- **Task goal**: Copy out exactly the lines below that run from the one holding "let current_price = last.close;" to the one holding "Err(e) if e.is_data_error()", keeping both of those lines and no others.
*** Opening Extracted entries ***
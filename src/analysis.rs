use crate::cache::CacheKey;
use crate::config::TargetRule;
use crate::indicators::{compute_indicators, support_resistance, IndicatorSeries};
use crate::models::{Bar, BacktestSummary};
use crate::optimizer::optimize_coefficient;
use crate::positions::{Action, PositionBook, PositionState};
use crate::provider::validate_bars;
use crate::scoring::DecisionScores;
use crate::screening::ScreeningCoordinator;
use anyhow::{Context, Result};
use chrono::NaiveDate;
use log::{debug, info, warn};
use serde::{Deserialize, Serialize};
use std::collections::BTreeMap;

/// Cache slot for the per-instrument coefficient search.
const COEFFICIENT_CACHE_ID: &str = "coefficient";

#[derive(Debug, Clone, PartialEq, Serialize, Deserialize)]
pub struct TradingAdvice {
    pub scores: DecisionScores,
    pub action: Action,
    pub reason: String,
    pub position_state: PositionState,
    pub position_fraction: f64,
    pub coefficient: Option<f64>,
    pub target_rule: TargetRule,
    /// Support x coefficient, when the coefficient is used as a buy limit.
    pub suggested_entry_price: Option<f64>,
    /// Resistance x coefficient, when the coefficient is used as a take-profit.
    pub suggested_exit_price: Option<f64>,
    pub support: Option<f64>,
    pub resistance: Option<f64>,
}

#[derive(Debug, Clone, PartialEq, Serialize, Deserialize)]
pub struct AnalysisBacktest {
    /// Pooled over every strategy that produced completed trades.
    pub overall: BacktestSummary,
    pub per_strategy: BTreeMap<String, BacktestSummary>,
}

/// Payload for external callers. Serializes either as the report fields or as `{"error": ...}`.
#[derive(Debug, Clone, PartialEq, Serialize, Deserialize)]
#[serde(untagged)]
pub enum DeepAnalysis {
    Report {
        instrument_id: String,
        as_of: NaiveDate,
        current_price: f64,
        backtest_summary: AnalysisBacktest,
        trading_advice: TradingAdvice,
    },
    Error {
        error: String,
    },
}

impl DeepAnalysis {
    pub fn is_error(&self) -> bool {
        matches!(self, DeepAnalysis::Error { .. })
    }

    pub fn error_message(&self) -> Option<&str> {
        match self {
            DeepAnalysis::Error { error } => Some(error),
            DeepAnalysis::Report { .. } => None,
        }
    }
}

/// Full recommendation for one instrument, assuming no open position.
///
/// `bars` overrides the provider. Never fails: problems come back as
/// [`DeepAnalysis::Error`].
pub fn get_deep_analysis(
    coordinator: &ScreeningCoordinator,
    instrument_id: &str,
    bars: Option<Vec<Bar>>,
) -> DeepAnalysis {
    let mut book = PositionBook::new(1.0, coordinator.config().decision.clone());
    get_deep_analysis_with_book(coordinator, instrument_id, bars, &mut book)
}

/// Like [`get_deep_analysis`], but advice respects the positions in `book`,
/// which is advanced to the last bar date first.
pub fn get_deep_analysis_with_book(
    coordinator: &ScreeningCoordinator,
    instrument_id: &str,
    bars: Option<Vec<Bar>>,
    book: &mut PositionBook,
) -> DeepAnalysis {
    match analyze(coordinator, instrument_id, bars, book) {
        Ok(report) => report,
        Err(e) => {
            warn!("Deep analysis of {} failed: {:#}", instrument_id, e);
            DeepAnalysis::Error {
                error: format!("{:#}", e),
            }
        }
    }
}

fn load(
    coordinator: &ScreeningCoordinator,
    instrument_id: &str,
    bars: Option<Vec<Bar>>,
) -> Result<(Vec<Bar>, IndicatorSeries)> {
    let config = coordinator.config();
    match bars {
        Some(bars) => {
            validate_bars(instrument_id, &bars)
                .with_context(|| format!("validating supplied bars for {}", instrument_id))?;
            let indicators = compute_indicators(&bars, &config.indicators)
                .with_context(|| format!("computing indicators for {}", instrument_id))?;
            Ok((bars, indicators))
        }
        None => coordinator.prepare(instrument_id, config),
    }
}

fn pooled(per_strategy: &BTreeMap<String, BacktestSummary>) -> BacktestSummary {
    let trades: usize = per_strategy.values().map(|s| s.trades).sum();
    if trades == 0 {
        return BacktestSummary {
            win_rate: 0.0,
            avg_return: 0.0,
            trades: 0,
        };
    }
    let weighted = |f: fn(&BacktestSummary) -> f64| {
        per_strategy
            .values()
            .map(|s| f(s) * s.trades as f64)
            .sum::<f64>()
            / trades as f64
    };
    BacktestSummary {
        win_rate: weighted(|s| s.win_rate),
        avg_return: weighted(|s| s.avg_return),
        trades,
    }
}

fn analyze(
    coordinator: &ScreeningCoordinator,
    instrument_id: &str,
    bars: Option<Vec<Bar>>,
    book: &mut PositionBook,
) -> Result<DeepAnalysis> {
    coordinator.purge_expired();
    let config = coordinator.config();
    let (bars, indicators) = load(coordinator, instrument_id, bars)?;
    let last = bars
        .last()
        .with_context(|| format!("no bars for {}", instrument_id))?;
    let as_of = last.date;
    let current_price = last.close;

    let registry = coordinator.registry();
    let mut per_strategy = BTreeMap::new();
    for strategy_id in registry.ids() {
        let evaluation = registry.get(&strategy_id).and_then(|strategy| {
            let params = registry.resolve_params(&strategy_id, config)?;
            strategy.evaluate(&bars, &indicators, &params)
        });
        let evaluation = match evaluation {
            Ok(evaluation) => evaluation,
            Err(e) => {
                warn!("{}: {} skipped in deep analysis: {}", instrument_id, strategy_id, e);
                continue;
            }
        };
        let entry = coordinator
            .cached_backtest(instrument_id, &strategy_id, &bars, &evaluation.signals, config)
            .with_context(|| format!("backtesting {} on {}", strategy_id, instrument_id))?;
        per_strategy.insert(strategy_id, entry.value.summary());
    }
    let overall = pooled(&per_strategy);

    let optimizer_config = &config.optimizer;
    let key = CacheKey::new(instrument_id, COEFFICIENT_CACHE_ID, as_of);
    let coefficient = match coordinator
        .optimization_cache()
        .get_or_try_insert_with(key, coordinator.today(), || {
            optimize_coefficient(&bars, optimizer_config)
        }) {
        Ok(entry) => entry.value.best_coefficient(),
        Err(e) if e.is_data_error() => {
            debug!("{}: no coefficient ({})", instrument_id, e);
            None
        }
        Err(e) => return Err(e).context("optimizing entry coefficient"),
    };

    let levels = support_resistance(&bars, bars.len() - 1, optimizer_config.extremum_window);
    let target_rule = optimizer_config.target_rule;
    let (suggested_entry_price, suggested_exit_price) = match (coefficient, levels) {
        (Some(c), Some(levels)) => match target_rule {
            TargetRule::SupportEntry => (Some(levels.support * c), None),
            TargetRule::ResistanceExit => (None, Some(levels.resistance * c)),
        },
        _ => (None, None),
    };

    let scores = DecisionScores::latest(&bars, &indicators);
    book.advance_to(as_of);
    let decision = book.decide(instrument_id, current_price, &scores);

    info!(
        "{} as of {}: {:?} ({}), {} backtested trades",
        instrument_id, as_of, decision.action, decision.reason, overall.trades
    );

    Ok(DeepAnalysis::Report {
        instrument_id: instrument_id.to_string(),
        as_of,
        current_price,
        backtest_summary: AnalysisBacktest {
            overall,
            per_strategy,
        },
        trading_advice: TradingAdvice {
            scores,
            action: decision.action,
            reason: decision.reason,
            position_state: decision.state,
            position_fraction: decision.position_fraction,
            coefficient,
            target_rule,
            suggested_entry_price,
            suggested_exit_price,
            support: levels.map(|l| l.support),
            resistance: levels.map(|l| l.resistance),
        },
    })
}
*** Closing Extracted entries ***
- **Your response**:
    let current_price = last.close;

    let registry = coordinator.registry();
    let mut per_strategy = BTreeMap::new();
    for strategy_id in registry.ids() {
        let evaluation = registry.get(&strategy_id).and_then(|strategy| {
            let params = registry.resolve_params(&strategy_id, config)?;
            strategy.evaluate(&bars, &indicators, &params)
        });
        let evaluation = match evaluation {
            Ok(evaluation) => evaluation,
            Err(e) => {
                warn!("{}: {} skipped in deep analysis: {}", instrument_id, strategy_id, e);
                continue;
            }
        };
        let entry = coordinator
            .cached_backtest(instrument_id, &strategy_id, &bars, &evaluation.signals, config)
            .with_context(|| format!("backtesting {} on {}", strategy_id, instrument_id))?;
        per_strategy.insert(strategy_id, entry.value.summary());
    }
    let overall = pooled(&per_strategy);

    let optimizer_config = &config.optimizer;
    let key = CacheKey::new(instrument_id, COEFFICIENT_CACHE_ID, as_of);
    let coefficient = match coordinator
        .optimization_cache()
        .get_or_try_insert_with(key, coordinator.today(), || {
            optimize_coefficient(&bars, optimizer_config)
        }) {
        Ok(entry) => entry.value.best_coefficient(),
        Err(e) if e.is_data_error() => {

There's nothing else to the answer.